Esse grupo ao qual pertenceu Jean-Luc Godard, pautava-se na ideia de uma câmera livre, que foi chamada por Astruc de “camera-stylo”, numa comparação à liberdade que o escritor tem junto à sua caneta, (ou, na contemporaneidade, o tablet, celular, computador), que se solta para os seus pensamentos livres e que não segue moldes pré-definidos, embora eles existam. Libertando-se dos padrões formatados, a relação do cineasta com a câmera é algo que transita entre a objetiva e o olhar subjetivo, por uma fluidez individual e pelo sentido que este imprime através dela.

Cheia de expressões representativas desse novo modo de ver-sentir e amplificar o paradoxo da vida, a lente busca aproximar-se das demais obras de arte em que a liberdade dos sentidos sejam sobrepostos às narrativas lineares e pré-estabelecidas que se apresentavam anteriormente. Uma escultura, um poema, a dança, o fluxo de consciência. A intenção por trás do olhar que captura determinado instante, em constante mutação.

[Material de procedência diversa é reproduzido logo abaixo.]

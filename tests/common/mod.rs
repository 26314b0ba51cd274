//! Shared utilities for integration testing: mock upstreams and a running proxy.

#![allow(dead_code)]

use axum::{
    body::Bytes,
    extract::State,
    http::{HeaderMap, Method, StatusCode, Uri},
    response::IntoResponse,
    routing::{get, post},
    Json, Router,
};
use base64::{engine::general_purpose::STANDARD, Engine as _};
use ed25519_dalek::{SigningKey, VerifyingKey};
use serde_json::{json, Value};
use std::net::SocketAddr;
use std::sync::atomic::{AtomicUsize, Ordering};
use std::sync::{Arc, Mutex};
use tokio::net::TcpListener;

use settlement_proxy::config::ProxyConfig;
use settlement_proxy::{HttpServer, Shutdown};

pub const SUBSCRIBER_ID: &str = "np.example.com";
pub const SUBSCRIBER_URI: &str = "https://np.example.com/ondc";
pub const UNIQUE_KEY_ID: &str = "uk-1";
pub const CREDENTIAL_KEY_ID: &str = "proxy-client";
pub const CREDENTIAL_SECRET: &str = "s3cret";

/// Key the proxy signs with.
pub fn proxy_key() -> SigningKey {
    SigningKey::from_bytes(&[21u8; 32])
}

/// Key the settlement service signs caller tokens with.
pub fn caller_key() -> SigningKey {
    SigningKey::from_bytes(&[22u8; 32])
}

/// Key of a network participant calling us.
pub fn participant_key() -> SigningKey {
    SigningKey::from_bytes(&[23u8; 32])
}

/// A request seen by a mock upstream.
#[derive(Debug, Clone)]
pub struct Recorded {
    pub method: Method,
    pub path: String,
    pub query: Option<String>,
    pub headers: HeaderMap,
    pub body: Bytes,
}

#[derive(Clone, Default)]
pub struct Recorder {
    requests: Arc<Mutex<Vec<Recorded>>>,
    key_fetches: Arc<AtomicUsize>,
}

impl Recorder {
    pub fn requests(&self) -> Vec<Recorded> {
        self.requests.lock().unwrap().clone()
    }

    pub fn key_fetches(&self) -> usize {
        self.key_fetches.load(Ordering::SeqCst)
    }

    fn record(&self, method: Method, uri: &Uri, headers: HeaderMap, body: Bytes) {
        self.requests.lock().unwrap().push(Recorded {
            method,
            path: uri.path().to_string(),
            query: uri.query().map(str::to_string),
            headers,
            body,
        });
    }
}

/// A mock upstream listening on an ephemeral loopback port.
pub struct MockUpstream {
    pub addr: SocketAddr,
    pub recorder: Recorder,
}

impl MockUpstream {
    pub fn url(&self) -> String {
        format!("http://{}", self.addr)
    }
}

async fn serve(router: Router) -> SocketAddr {
    let listener = TcpListener::bind("127.0.0.1:0").await.unwrap();
    let addr = listener.local_addr().unwrap();
    tokio::spawn(async move {
        let _ = axum::serve(listener, router).await;
    });
    addr
}

#[derive(Clone)]
struct EchoState {
    recorder: Recorder,
    status: StatusCode,
    body: &'static str,
}

async fn echo(
    State(state): State<EchoState>,
    method: Method,
    uri: Uri,
    headers: HeaderMap,
    body: Bytes,
) -> impl IntoResponse {
    state.recorder.record(method, &uri, headers, body);
    (state.status, [("x-upstream", "mock"), ("connection", "close")], state.body)
}

/// Upstream answering every request with `status` and `body`.
pub async fn start_echo_upstream(status: StatusCode, body: &'static str) -> MockUpstream {
    let recorder = Recorder::default();
    let state = EchoState {
        recorder: recorder.clone(),
        status,
        body,
    };
    let addr = serve(Router::new().fallback(echo).with_state(state)).await;
    MockUpstream { addr, recorder }
}

#[derive(Clone)]
struct RsfState {
    recorder: Recorder,
    keys: Arc<Vec<Value>>,
}

async fn rsf_keys(State(state): State<RsfState>) -> Json<Value> {
    state.recorder.key_fetches.fetch_add(1, Ordering::SeqCst);
    Json(Value::Array(state.keys.as_ref().clone()))
}

async fn rsf_ondc(
    State(state): State<RsfState>,
    method: Method,
    uri: Uri,
    headers: HeaderMap,
    body: Bytes,
) -> impl IntoResponse {
    state.recorder.record(method, &uri, headers, body);
    (StatusCode::OK, Json(json!({ "message": { "ack": { "status": "ACK" } } })))
}

/// Settlement service: publishes `keys` and accepts forwarded callbacks.
pub async fn start_rsf(keys: &[(&str, VerifyingKey)]) -> MockUpstream {
    let recorder = Recorder::default();
    let keys = keys
        .iter()
        .map(|(id, key)| json!({ "keyId": id, "publicKey": STANDARD.encode(key.to_bytes()) }))
        .collect();
    let state = RsfState {
        recorder: recorder.clone(),
        keys: Arc::new(keys),
    };
    let router = Router::new()
        .route("/public/auth/keys", get(rsf_keys))
        .fallback(rsf_ondc)
        .with_state(state);
    let addr = serve(router).await;
    MockUpstream { addr, recorder }
}

#[derive(Clone)]
struct RegistryState {
    recorder: Recorder,
    subscribers: Arc<Vec<(String, String, VerifyingKey)>>,
}

async fn registry_lookup(State(state): State<RegistryState>, Json(request): Json<Value>) -> Json<Value> {
    state.recorder.key_fetches.fetch_add(1, Ordering::SeqCst);
    let subscriber_id = request["subscriber_id"].as_str().unwrap_or_default();
    let uk_id = request["ukId"].as_str().unwrap_or_default();

    let records: Vec<Value> = state
        .subscribers
        .iter()
        .filter(|(sub, uk, _)| sub == subscriber_id && uk == uk_id)
        .map(|(sub, uk, key)| {
            json!({
                "subscriber_id": sub,
                "ukId": uk,
                "signing_public_key": STANDARD.encode(key.to_bytes()),
            })
        })
        .collect();
    Json(Value::Array(records))
}

/// Network registry knowing `subscribers` as (subscriber id, unique key id, key).
pub async fn start_registry(subscribers: &[(&str, &str, VerifyingKey)]) -> MockUpstream {
    let recorder = Recorder::default();
    let state = RegistryState {
        recorder: recorder.clone(),
        subscribers: Arc::new(
            subscribers
                .iter()
                .map(|(sub, uk, key)| (sub.to_string(), uk.to_string(), *key))
                .collect(),
        ),
    };
    let router = Router::new()
        .route("/lookup", post(registry_lookup))
        .with_state(state);
    let addr = serve(router).await;
    MockUpstream { addr, recorder }
}

/// Valid configuration pointing at the given upstreams.
pub fn config(rsf_url: &str, registry_url: &str) -> ProxyConfig {
    let mut config = ProxyConfig::default();
    config.listener.bind_address = "127.0.0.1:0".into();
    config.upstream.rsf_url = rsf_url.into();
    config.upstream.registry_url = registry_url.into();
    config.subscriber.id = SUBSCRIBER_ID.into();
    config.subscriber.uri = SUBSCRIBER_URI.into();
    config.identity.key_id = UNIQUE_KEY_ID.into();
    config.identity.private_key = STANDARD.encode(proxy_key().to_bytes());
    config.credential.key_id = CREDENTIAL_KEY_ID.into();
    config.credential.secret_key = CREDENTIAL_SECRET.into();
    config.timeouts.upstream_secs = 5;
    config
}

/// A proxy serving on an ephemeral port. Dropping it stops the server.
pub struct RunningProxy {
    pub addr: SocketAddr,
    shutdown: Shutdown,
}

impl RunningProxy {
    pub fn url(&self, path: &str) -> String {
        format!("http://{}{}", self.addr, path)
    }
}

impl Drop for RunningProxy {
    fn drop(&mut self) {
        self.shutdown.trigger();
    }
}

pub async fn start_proxy(config: ProxyConfig) -> RunningProxy {
    let listener = TcpListener::bind("127.0.0.1:0").await.unwrap();
    let addr = listener.local_addr().unwrap();
    let server = HttpServer::new(config).unwrap();

    let shutdown = Shutdown::new();
    let receiver = shutdown.subscribe();
    tokio::spawn(async move {
        let _ = server.run(listener, receiver).await;
    });

    RunningProxy { addr, shutdown }
}

/// Client that neither pools nor follows redirects.
pub fn client() -> reqwest::Client {
    reqwest::Client::builder()
        .pool_max_idle_per_host(0)
        .redirect(reqwest::redirect::Policy::none())
        .build()
        .unwrap()
}
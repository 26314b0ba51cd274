//! Configuration management subsystem.
//!
//! # Data Flow
//! ```text
//! config file (TOML, optional)
//!     → loader.rs (parse & deserialize)
//!     → environment overrides (PORT, RSF_URL, SUBSCRIBER_ID, ...)
//!     → validation.rs (semantic checks)
//!     → ProxyConfig (validated, immutable)
//!     → consumed once at startup to build the pipeline
//! ```
//!
//! # Design Decisions
//! - Config is immutable once loaded; the signing identity never changes at runtime
//! - All fields have defaults to allow minimal configs
//! - Validation separates syntactic (serde) from semantic checks
//! - Any error is fatal: the process does not start serving

pub mod loader;
pub mod schema;
pub mod validation;

pub use loader::{load_config, ConfigError};
pub use schema::{
    CredentialConfig, IdentityConfig, KeyCacheConfig, ListenerConfig, LogFormat,
    ObservabilityConfig, ProxyConfig, SecurityConfig, SubscriberConfig, TestModeConfig,
    TimeoutConfig, UpstreamConfig, VerificationConfig,
};
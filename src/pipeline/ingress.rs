//! Ingress route: network → settlement service.
//!
//! # Responsibilities
//! - Verify the network signature over the raw body
//! - Swap the network Authorization for the settlement service credential
//! - Rewrite the path under `/api/v1/ondc`, keeping the query

use std::fmt;
use std::sync::Arc;
use url::Url;

use crate::http::error::ProxyError;
use crate::http::forward::{Forwarder, OutboundRequest, UpstreamResponse};
use crate::http::headers::{
    is_hop_by_hop, ProxyHeaders, AUTHORIZATION, RECOMPUTED_HEADERS, X_KEY_ID, X_SECRET_KEY,
};
use crate::pipeline::{ProxyRequest, INGRESS_PATHS, INGRESS_PREFIX};
use crate::signing::{AuthError, SignatureHeader, Verification, Verifier};

/// Key id and secret the settlement service expects from us.
#[derive(Clone)]
pub struct Credential {
    key_id: String,
    secret_key: String,
}

impl Credential {
    pub fn new(key_id: &str, secret_key: &str) -> Self {
        Self {
            key_id: key_id.to_string(),
            secret_key: secret_key.to_string(),
        }
    }
}

impl fmt::Debug for Credential {
    fn fmt(&self, f: &mut fmt::Formatter<'_>) -> fmt::Result {
        f.debug_struct("Credential")
            .field("key_id", &self.key_id)
            .field("secret_key", &"<redacted>")
            .finish()
    }
}

pub struct Ingress {
    verifier: Verifier,
    credential: Credential,
    rsf_url: Url,
    forwarder: Arc<dyn Forwarder>,
}

impl Ingress {
    pub fn new(verifier: Verifier, credential: Credential, rsf_url: Url, forwarder: Arc<dyn Forwarder>) -> Self {
        Self {
            verifier,
            credential,
            rsf_url,
            forwarder,
        }
    }

    pub async fn handle(&self, request: ProxyRequest, now: u64) -> Result<UpstreamResponse, ProxyError> {
        if request.method != axum::http::Method::POST || !INGRESS_PATHS.contains(&request.path.as_str()) {
            return Err(ProxyError::Route(format!("{} {}", request.method, request.path)));
        }

        let verification = self.authenticate(&request.headers, &request.body, now).await?;
        let target = self.target(&request.path, request.query.as_deref())?;

        let mut headers = request.headers;
        headers.retain(|name| !is_hop_by_hop(name) && !RECOMPUTED_HEADERS.contains(&name));
        headers.remove(AUTHORIZATION);
        headers.insert(X_KEY_ID, &self.credential.key_id)?;
        headers.insert(X_SECRET_KEY, &self.credential.secret_key)?;

        tracing::debug!(
            target_url = %target,
            verification = ?verification,
            body_len = request.body.len(),
            "Forwarding verified request"
        );

        self.forwarder
            .forward(OutboundRequest {
                method: request.method,
                url: target,
                headers: headers.to_header_map()?,
                body: request.body,
            })
            .await
    }

    async fn authenticate(
        &self,
        headers: &ProxyHeaders,
        body: &[u8],
        now: u64,
    ) -> Result<Verification, AuthError> {
        let authorization = headers
            .first_non_empty(AUTHORIZATION)
            .ok_or(AuthError::MissingHeader(AUTHORIZATION))?;
        let header = SignatureHeader::parse(authorization).ok_or(AuthError::MalformedHeader)?;
        self.verifier.verify(&header, body, now).await
    }

    /// `<rsf_url>/api/v1/ondc<path>[?query]`
    fn target(&self, path: &str, query: Option<&str>) -> Result<Url, ProxyError> {
        let base = self.rsf_url.as_str().trim_end_matches('/');
        let mut raw = format!("{}{}{}", base, INGRESS_PREFIX, path);
        if let Some(query) = query.filter(|q| !q.is_empty()) {
            raw.push('?');
            raw.push_str(query);
        }
        Url::parse(&raw).map_err(|e| ProxyError::Internal(format!("ingress target '{}': {}", raw, e)))
    }
}
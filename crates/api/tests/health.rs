//! Integration tests for the health check endpoint and general HTTP behaviour.

mod common;

use axum::body::Body;
use axum::http::{Method, Request, StatusCode};
use common::{body_json, get};
use sqlx::PgPool;
use tower::ServiceExt;

// ---------------------------------------------------------------------------
// Test: GET /health returns 200 with expected JSON fields
// ---------------------------------------------------------------------------

#[sqlx::test(migrations = "../../db/migrations")]
async fn health_check_returns_ok_with_json(pool: PgPool) {
    let app = common::build_test_app(pool);
    let response = get(app, "/health").await;

    assert_eq!(response.status(), StatusCode::OK);

    let json = body_json(response).await;

    // The response must contain "status", "version", and "db_healthy" fields.
    assert_eq!(json["status"], "ok");
    assert!(json["version"].is_string());
    assert_eq!(json["db_healthy"], true);
}

// ---------------------------------------------------------------------------
// Test: Unknown route returns 404
// ---------------------------------------------------------------------------

#[sqlx::test(migrations = "../../db/migrations")]
async fn unknown_route_returns_404(pool: PgPool) {
    let app = common::build_test_app(pool);
    let response = get(app, "/this-route-does-not-exist").await;

    assert_eq!(response.status(), StatusCode::NOT_FOUND);
}

// ---------------------------------------------------------------------------
// Test: x-request-id header is present in response
// ---------------------------------------------------------------------------

#[sqlx::test(migrations = "../../db/migrations")]
async fn response_contains_x_request_id_header(pool: PgPool) {
    let app = common::build_test_app(pool);
    let response = get(app, "/health").await;

    assert_eq!(response.status(), StatusCode::OK);

    let request_id = response.headers().get("x-request-id");
    assert!(
        request_id.is_some(),
        "Response must contain an x-request-id header"
    );

    // The value should be a valid UUID (36 chars with hyphens).
    let id_str = request_id.unwrap().to_str().unwrap();
    assert_eq!(id_str.len(), 36, "x-request-id should be a UUID string");
}

// ---------------------------------------------------------------------------
// Test: CORS preflight OPTIONS request returns correct headers
// ---------------------------------------------------------------------------

#[sqlx::test(migrations = "../../db/migrations")]
async fn cors_preflight_returns_correct_headers(pool: PgPool) {
    let app = common::build_test_app(pool);

    // CORS preflight requires custom headers, so we build the request manually.
    let request = Request::builder()
        .method(Method::OPTIONS)
        .uri("/api/v1/queue")
        .header("Origin", "http://localhost:5173")
        .header("Access-Control-Request-Method", "GET")
        .header("Access-Control-Request-Headers", "content-type")
        .body(Body::empty())
        .unwrap();

    let response = app.oneshot(request).await.unwrap();

    // CORS preflight should return 200.
    assert_eq!(response.status(), StatusCode::OK);

    let headers = response.headers();

    // Access-Control-Allow-Origin must match the request origin.
    let allow_origin = headers
        .get("access-control-allow-origin")
        .expect("Missing Access-Control-Allow-Origin header")
        .to_str()
        .unwrap();
    assert_eq!(allow_origin, "http://localhost:5173");

    // Access-Control-Allow-Methods must include GET.
    let allow_methods = headers
        .get("access-control-allow-methods")
        .expect("Missing Access-Control-Allow-Methods header")
        .to_str()
        .unwrap();
    assert!(
        allow_methods.contains("GET"),
        "Allow-Methods should contain GET, got: {allow_methods}"
    );
}
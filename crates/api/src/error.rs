use axum::http::StatusCode;
use axum::response::{IntoResponse, Response};
use serde_json::json;

use qline_core::error::CoreError;

/// Application-level error type for HTTP handlers.
///
/// Wraps [`CoreError`] for domain errors and adds HTTP-specific variants.
/// Implements [`IntoResponse`] to produce consistent JSON error responses.
#[derive(Debug, thiserror::Error)]
pub enum AppError {
    /// A domain-level error from `qline_core`.
    #[error(transparent)]
    Core(#[from] CoreError),

    /// A database error from sqlx.
    #[error("Database error: {0}")]
    Database(#[from] sqlx::Error),

    /// A bad request with a human-readable message.
    #[error("Bad request: {0}")]
    BadRequest(String),
}

/// Convenience type alias for handler return values.
pub type AppResult<T> = Result<T, AppError>;

impl IntoResponse for AppError {
    fn into_response(self) -> Response {
        let (status, code, message) = match &self {
            // --- CoreError variants ---
            AppError::Core(core) => match core {
                CoreError::NotFound { entity, id } => (
                    StatusCode::NOT_FOUND,
                    "NOT_FOUND",
                    format!("{entity} with id {id} not found"),
                ),
                CoreError::InvalidState(msg) => {
                    (StatusCode::CONFLICT, "INVALID_STATE", msg.clone())
                }
                CoreError::Validation(msg) => {
                    (StatusCode::BAD_REQUEST, "VALIDATION_ERROR", msg.clone())
                }
                CoreError::StoreUnavailable(msg) => {
                    tracing::warn!(error = %msg, "Store unavailable");
                    (
                        StatusCode::SERVICE_UNAVAILABLE,
                        "STORE_UNAVAILABLE",
                        "The backing store is temporarily unavailable".to_string(),
                    )
                }
                CoreError::Internal(msg) => {
                    tracing::error!(error = %msg, "Internal core error");
                    (
                        StatusCode::INTERNAL_SERVER_ERROR,
                        "INTERNAL_ERROR",
                        "An internal error occurred".to_string(),
                    )
                }
            },

            // --- Database errors ---
            AppError::Database(err) => classify_sqlx_error(err),

            // --- HTTP-specific errors ---
            AppError::BadRequest(msg) => (StatusCode::BAD_REQUEST, "BAD_REQUEST", msg.clone()),
        };

        let body = json!({
            "error": message,
            "code": code,
        });

        (status, axum::Json(body)).into_response()
    }
}

/// Classify a sqlx error into an HTTP status, error code, and message.
///
/// - `RowNotFound` maps to 404.
/// - Unique constraint violations (PostgreSQL 23505) map to 409.
/// - Everything else maps to 500 with a sanitized message.
fn classify_sqlx_error(err: &sqlx::Error) -> (StatusCode, &'static str, String) {
    match err {
        sqlx::Error::RowNotFound => (
            StatusCode::NOT_FOUND,
            "NOT_FOUND",
            "Resource not found".to_string(),
        ),
        sqlx::Error::Database(db_err) => {
            if db_err.code().as_deref() == Some("23505") {
                let constraint = db_err.constraint().unwrap_or("unknown");
                return (
                    StatusCode::CONFLICT,
                    "CONFLICT",
                    format!("Duplicate value violates unique constraint: {constraint}"),
                );
            }
            tracing::error!(error = %db_err, "Database error");
            (
                StatusCode::INTERNAL_SERVER_ERROR,
                "INTERNAL_ERROR",
                "An internal error occurred".to_string(),
            )
        }
        other => {
            tracing::error!(error = %other, "Database error");
            (
                StatusCode::INTERNAL_SERVER_ERROR,
                "INTERNAL_ERROR",
                "An internal error occurred".to_string(),
            )
        }
    }
}
//! Materialized daily statistics row.

use chrono::NaiveDate;
use serde::Serialize;
use sqlx::FromRow;

use qline_core::stats::DailyStat;
use qline_core::types::{DbId, Timestamp};

/// A row from the `daily_stats` table.
///
/// Mirrors [`DailyStat`] plus the refresh timestamp. The table is a cache of
/// the aggregator's output, never a source of truth.
#[derive(Debug, Clone, FromRow, Serialize)]
pub struct DailyStatRow {
    pub officer_id: DbId,
    pub date: NaiveDate,
    pub total_count: i64,
    pub waiting_count: i64,
    pub served_count: i64,
    pub no_show_count: i64,
    pub transferred_count: i64,
    pub cancelled_count: i64,
    pub prioritized_count: i64,
    pub avg_waiting_secs: i64,
    pub avg_consultation_secs: i64,
    pub updated_at: Timestamp,
}

impl From<DailyStatRow> for DailyStat {
    fn from(row: DailyStatRow) -> Self {
        DailyStat {
            officer_id: row.officer_id,
            date: row.date,
            total_count: row.total_count,
            waiting_count: row.waiting_count,
            served_count: row.served_count,
            no_show_count: row.no_show_count,
            transferred_count: row.transferred_count,
            cancelled_count: row.cancelled_count,
            prioritized_count: row.prioritized_count,
            avg_waiting_secs: row.avg_waiting_secs,
            avg_consultation_secs: row.avg_consultation_secs,
        }
    }
}
//! Ticket entity models and DTOs.

use serde::{Deserialize, Serialize};
use sqlx::FromRow;

use qline_core::error::CoreError;
use qline_core::ordering::QueueEntry;
use qline_core::stats::TicketSnapshot;
use qline_core::ticket::TicketStatus;
use qline_core::types::{DbId, Timestamp};

/// A row from the `tickets` table.
///
/// `status` is kept in its raw text form; the status CHECK constraint keeps
/// the column within the known values, and [`Ticket::parsed_status`] lifts
/// it into [`TicketStatus`] for domain logic.
#[derive(Debug, Clone, FromRow, Serialize)]
pub struct Ticket {
    pub id: DbId,
    pub officer_id: DbId,
    pub number: i64,
    pub status: String,
    pub is_prioritized: bool,
    pub priority_timestamp: Option<Timestamp>,
    pub full_name: Option<String>,
    pub college: Option<String>,
    pub organization: Option<String>,
    pub email: Option<String>,
    pub created_at: Timestamp,
    pub updated_at: Option<Timestamp>,
}

impl Ticket {
    /// Parse the raw status column.
    pub fn parsed_status(&self) -> Result<TicketStatus, CoreError> {
        TicketStatus::parse(&self.status)
            .ok_or_else(|| CoreError::Internal(format!("corrupt ticket status: {}", self.status)))
    }

    /// Project this row into the slice the statistics aggregator consumes.
    pub fn snapshot(&self) -> Result<TicketSnapshot, CoreError> {
        Ok(TicketSnapshot {
            status: self.parsed_status()?,
            is_prioritized: self.is_prioritized,
            created_at: self.created_at,
            updated_at: self.updated_at,
        })
    }
}

impl QueueEntry for Ticket {
    fn id(&self) -> DbId {
        self.id
    }
    fn is_prioritized(&self) -> bool {
        self.is_prioritized
    }
    fn created_at(&self) -> Timestamp {
        self.created_at
    }
}

/// DTO for creating a ticket via `POST /api/v1/tickets`.
///
/// Exactly one routing mode applies: an explicit `officer_id` (admin desk)
/// or a `counter_type` routed to the first online officer (public intake).
#[derive(Debug, Deserialize)]
pub struct CreateTicket {
    pub officer_id: Option<DbId>,
    pub counter_type: Option<String>,
    pub full_name: Option<String>,
    pub college: Option<String>,
    pub organization: Option<String>,
    pub email: Option<String>,
}

/// DTO for `POST /api/v1/tickets/{id}/status`.
#[derive(Debug, Deserialize)]
pub struct ChangeStatus {
    pub status: TicketStatus,
}

/// DTO for `POST /api/v1/tickets/{id}/transfer`.
#[derive(Debug, Deserialize)]
pub struct TransferTicket {
    pub target_officer_id: DbId,
}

Como um reflexo individual das percepções do próprio homem e sua câmera, o cinema, como obra de arte, imprime agora o pensamento e a visão pessoal do diretor. E a condução da câmera se faz de modo muito íntimo entre quem filma e o que ela capta.

Godard, e toda a sua geração, tiveram o caminho aberto e muito inspirado pelo cinema italiano e seu neorrealismo que levava a câmera às ruas, numa proposta esteticamente documental, como no caso de “Roma, cidade aberta” (1945), de Roberto Rossellini, em que retratava a situação de miséria e autoritarismo que oprimia a população e sua tentativa de resistência, presentes no contexto da guerra em que se fizeram as produções. Também Vittorio De Sica e seu “Ladrões de bicicleta” (1948), que denunciava a situação de desamparo da sociedade na Itália derrotada após a guerra, e tantos outros neorrealistas italianos influenciaram muito essa liberdade de se levar as câmeras para as ruas. E vasculhar as imagens cotidianas e reais das cidades.

A tecnologia, em mais um paradoxo constrangedor da realidade, e, na contramão da situação econômica em que se encontrava a Europa neste período, havia sido aprimorada como artefato bélico pelas lideranças dos países em disputa. E, culminando em câmeras mais leves e versáteis acabou se tornando justamente o instrumento que viria a denunciar e fazer pensar todo esse contexto. E colaborou para o movimento da saída dos estúdios para as ruas e outros espaços possíveis, de modo que o cineasta não necessitasse despender tantos recursos para suas produções. Ainda mais neste momento em que não havia muitas possibilidades financeiras, dado ao momento político e econômico da Europa como um todo, mas também pela chegada massiva dos filmes americanos que tomavam conta das bilheterias dos cinemas no mundo todo.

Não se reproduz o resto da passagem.